I Am Legend

I Am Legend

I got through re-reading this book this week, and it made me remember why I so loved this story. This was one of the required readings I had to do when I took the class On the Superhuman in UCSB taught by the incomparable Dr. Laurence A. Rickels. Or was it his Psy Fi class?

Whatever the case may be, when I saw the trailer for the movie this summer I knew I had to reread the story. I mean it had been 1998 since I read it, and years of booze, debauchery and chemical reactions have made certain synaptic connections a bit fuzzy. (I guess you could call those years my early 20s, but isn’t that the case for most people?)

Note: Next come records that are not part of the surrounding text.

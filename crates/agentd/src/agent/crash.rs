// SPDX-License-Identifier: BUSL-1.1
// Copyright (c) 2026 Alfred Jean LLC

//! Crash Insights (spec §4.7): classifies why an agent died, maintains a
//! bounded history, and derives a health score.

use std::collections::VecDeque;
use std::sync::atomic::{AtomicU64, Ordering};
use std::time::{SystemTime, UNIX_EPOCH};

use parking_lot::Mutex;
use serde::{Deserialize, Serialize};

const HISTORY_CAPACITY: usize = 1000;
const PATTERN_THRESHOLD: usize = 3;
const MEMORY_SAMPLE_HISTORY: usize = 20;

/// Likely root cause of a crash (spec §3 "Crash Record").
#[derive(Debug, Clone, Copy, PartialEq, Eq, Hash, Serialize, Deserialize)]
#[serde(rename_all = "snake_case")]
pub enum CrashCause {
    Oom,
    MemoryLeak,
    SuddenSpike,
    Signal,
    Error,
    Unknown,
}

/// Memory samples observed up to the moment of death.
#[derive(Debug, Clone, Default, Serialize, Deserialize)]
pub struct MemoryContext {
    pub peak_rss_kb: u64,
    pub trend_rising: bool,
    pub recent_samples_kb: Vec<u64>,
    pub baseline_kb: u64,
}

/// One crash observation (spec §3 "Crash Record").
#[derive(Debug, Clone, Serialize, Deserialize)]
pub struct CrashRecord {
    pub id: String,
    pub agent_name: String,
    pub pid: Option<u32>,
    pub crash_time_ms: u64,
    pub exit_code: Option<i32>,
    pub signal: Option<i32>,
    pub memory: MemoryContext,
    pub output_tail: String,
    pub likely_cause: CrashCause,
    pub confidence: f64,
}

fn classify(
    exit_code: Option<i32>,
    signal: Option<i32>,
    memory: &MemoryContext,
    output_tail: &str,
) -> (CrashCause, f64) {
    const SIGKILL: i32 = 9;
    const SIGSEGV: i32 = 11;
    const SIGILL: i32 = 4;
    const SIGBUS: i32 = 7;

    if signal == Some(SIGKILL) || exit_code == Some(137) {
        return (CrashCause::Oom, 0.9);
    }
    if output_tail.contains("CALL_AND_RETRY_LAST") {
        return (CrashCause::Oom, 0.85);
    }
    let rising_near_peak = memory.trend_rising
        && memory.baseline_kb > 0
        && memory.peak_rss_kb as f64 > memory.baseline_kb as f64 * 1.5;
    if rising_near_peak {
        return (CrashCause::MemoryLeak, 0.7);
    }
    if let (Some(&last), Some(baseline)) =
        (memory.recent_samples_kb.last(), (memory.baseline_kb > 0).then_some(memory.baseline_kb))
    {
        if last as f64 > baseline as f64 * 2.0 {
            return (CrashCause::SuddenSpike, 0.6);
        }
    }
    if matches!(signal, Some(SIGSEGV) | Some(SIGILL) | Some(SIGBUS)) {
        return (CrashCause::Error, 0.75);
    }
    if signal.is_some() {
        return (CrashCause::Signal, 0.65);
    }
    (CrashCause::Unknown, 0.3)
}

impl CrashRecord {
    pub fn new(
        agent_name: impl Into<String>,
        pid: Option<u32>,
        exit_code: Option<i32>,
        signal: Option<i32>,
        memory: MemoryContext,
        output_tail: impl Into<String>,
    ) -> Self {
        let output_tail = output_tail.into();
        let (likely_cause, confidence) = classify(exit_code, signal, &memory, &output_tail);
        Self {
            id: uuid::Uuid::new_v4().to_string(),
            agent_name: agent_name.into(),
            pid,
            crash_time_ms: now_ms(),
            exit_code,
            signal,
            memory,
            output_tail,
            likely_cause,
            confidence,
        }
    }
}

fn now_ms() -> u64 {
    SystemTime::now().duration_since(UNIX_EPOCH).map(|d| d.as_millis() as u64).unwrap_or(0)
}

/// Periodic RSS samples for one live process, so a `MemoryContext` can be
/// built from real history at the moment of death instead of defaulting to
/// all zeroes.
pub struct MemorySampler {
    baseline_kb: AtomicU64,
    samples: Mutex<VecDeque<u64>>,
}

impl MemorySampler {
    pub fn new() -> Self {
        Self { baseline_kb: AtomicU64::new(0), samples: Mutex::new(VecDeque::new()) }
    }

    /// Record one RSS sample in KB. The first sample recorded becomes the
    /// baseline against which later spikes and leaks are judged.
    pub fn record(&self, rss_kb: u64) {
        let _ = self.baseline_kb.compare_exchange(0, rss_kb, Ordering::Relaxed, Ordering::Relaxed);
        let mut samples = self.samples.lock();
        samples.push_back(rss_kb);
        if samples.len() > MEMORY_SAMPLE_HISTORY {
            samples.pop_front();
        }
    }

    pub fn snapshot(&self) -> MemoryContext {
        let samples = self.samples.lock();
        let peak_rss_kb = samples.iter().copied().max().unwrap_or(0);
        let trend_rising = match (samples.front(), samples.back()) {
            (Some(&first), Some(&last)) => last > first,
            _ => false,
        };
        MemoryContext {
            peak_rss_kb,
            trend_rising,
            recent_samples_kb: samples.iter().copied().collect(),
            baseline_kb: self.baseline_kb.load(Ordering::Relaxed),
        }
    }
}

impl Default for MemorySampler {
    fn default() -> Self {
        Self::new()
    }
}

/// Linux-only `/proc/<pid>/status` RSS read, mirroring the idle detector's
/// `/proc/<pid>/stat` process-state read.
#[cfg(target_os = "linux")]
pub fn read_rss_kb(pid: u32) -> Option<u64> {
    let contents = std::fs::read_to_string(format!("/proc/{pid}/status")).ok()?;
    for line in contents.lines() {
        if let Some(rest) = line.strip_prefix("VmRSS:") {
            return rest.trim().split_whitespace().next()?.parse().ok();
        }
    }
    None
}

#[cfg(not(target_os = "linux"))]
pub fn read_rss_kb(_pid: u32) -> Option<u64> {
    None
}

/// A derived pattern: the same cause recurring at least
/// [`PATTERN_THRESHOLD`] times.
#[derive(Debug, Clone, Serialize, Deserialize)]
pub struct CrashPattern {
    pub cause: CrashCause,
    pub occurrences: usize,
    pub related_ids: Vec<String>,
}

/// Bounded, in-memory crash history with health scoring (spec §4.7).
#[derive(Default)]
pub struct CrashInsights {
    history: VecDeque<CrashRecord>,
    pending_critical_alert: bool,
}

impl CrashInsights {
    pub fn new() -> Self {
        Self::default()
    }

    pub fn record(&mut self, record: CrashRecord) {
        self.history.push_back(record);
        if self.history.len() > HISTORY_CAPACITY {
            self.history.pop_front();
        }
    }

    pub fn set_pending_critical_alert(&mut self, pending: bool) {
        self.pending_critical_alert = pending;
    }

    pub fn history(&self) -> impl Iterator<Item = &CrashRecord> {
        self.history.iter()
    }

    /// Causes recurring at least [`PATTERN_THRESHOLD`] times across the
    /// whole bounded history.
    pub fn patterns(&self) -> Vec<CrashPattern> {
        let mut by_cause: std::collections::HashMap<CrashCause, Vec<String>> =
            std::collections::HashMap::new();
        for record in &self.history {
            by_cause.entry(record.likely_cause).or_default().push(record.id.clone());
        }
        by_cause
            .into_iter()
            .filter(|(_, ids)| ids.len() >= PATTERN_THRESHOLD)
            .map(|(cause, related_ids)| CrashPattern {
                cause,
                occurrences: related_ids.len(),
                related_ids,
            })
            .collect()
    }

    /// Health score in `[0, 100]` (spec §4.7): 100 minus penalties (OOM ×
    /// 15, leak × 10, other × 5, pending critical alert × 8), clamped.
    pub fn health_score(&self) -> u8 {
        let mut score = 100i32;
        for record in &self.history {
            score -= match record.likely_cause {
                CrashCause::Oom => 15,
                CrashCause::MemoryLeak => 10,
                _ => 5,
            };
        }
        if self.pending_critical_alert {
            score -= 8;
        }
        score.clamp(0, 100) as u8
    }
}

#[cfg(test)]
#[path = "crash_tests.rs"]
mod tests;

The trailer just left me a bit hostile. Never mind the fact that I don’t like Will Smith, but the plot of the movie didn’t jive with me. From what I’ve gleaned, the beginning of the movie is more true to the original story. It details Robert Neville’s day-to-day life as the last man on earth. That’s sort of hard to fuck up, right?

It’s the ending where they deviate from the book and apparently where it completely bombed. From what it sounds like, they dumbed things down to create a sort-of happy ending. I guess there’s a colony of surviving humans in Vermont, and things are all right in the end even though Will Smith sacrifices himself.

In the book, the ending is much more Twilight Zone-esque where a group of vampire/human hybrids who learn to live with their disease come after Neville. Right before he’s executed he realizes he has terrorized this group much like the dead vampires have terrorized him. His last thoughts are, I am legend.

I guess that’s the problem with studios. To maximize their bottom line, they have to slaughter a story to fit a pro-religious hopeful ending mold to sell tickets. Whatever the case, it is yet another instance where I’ll just stay away.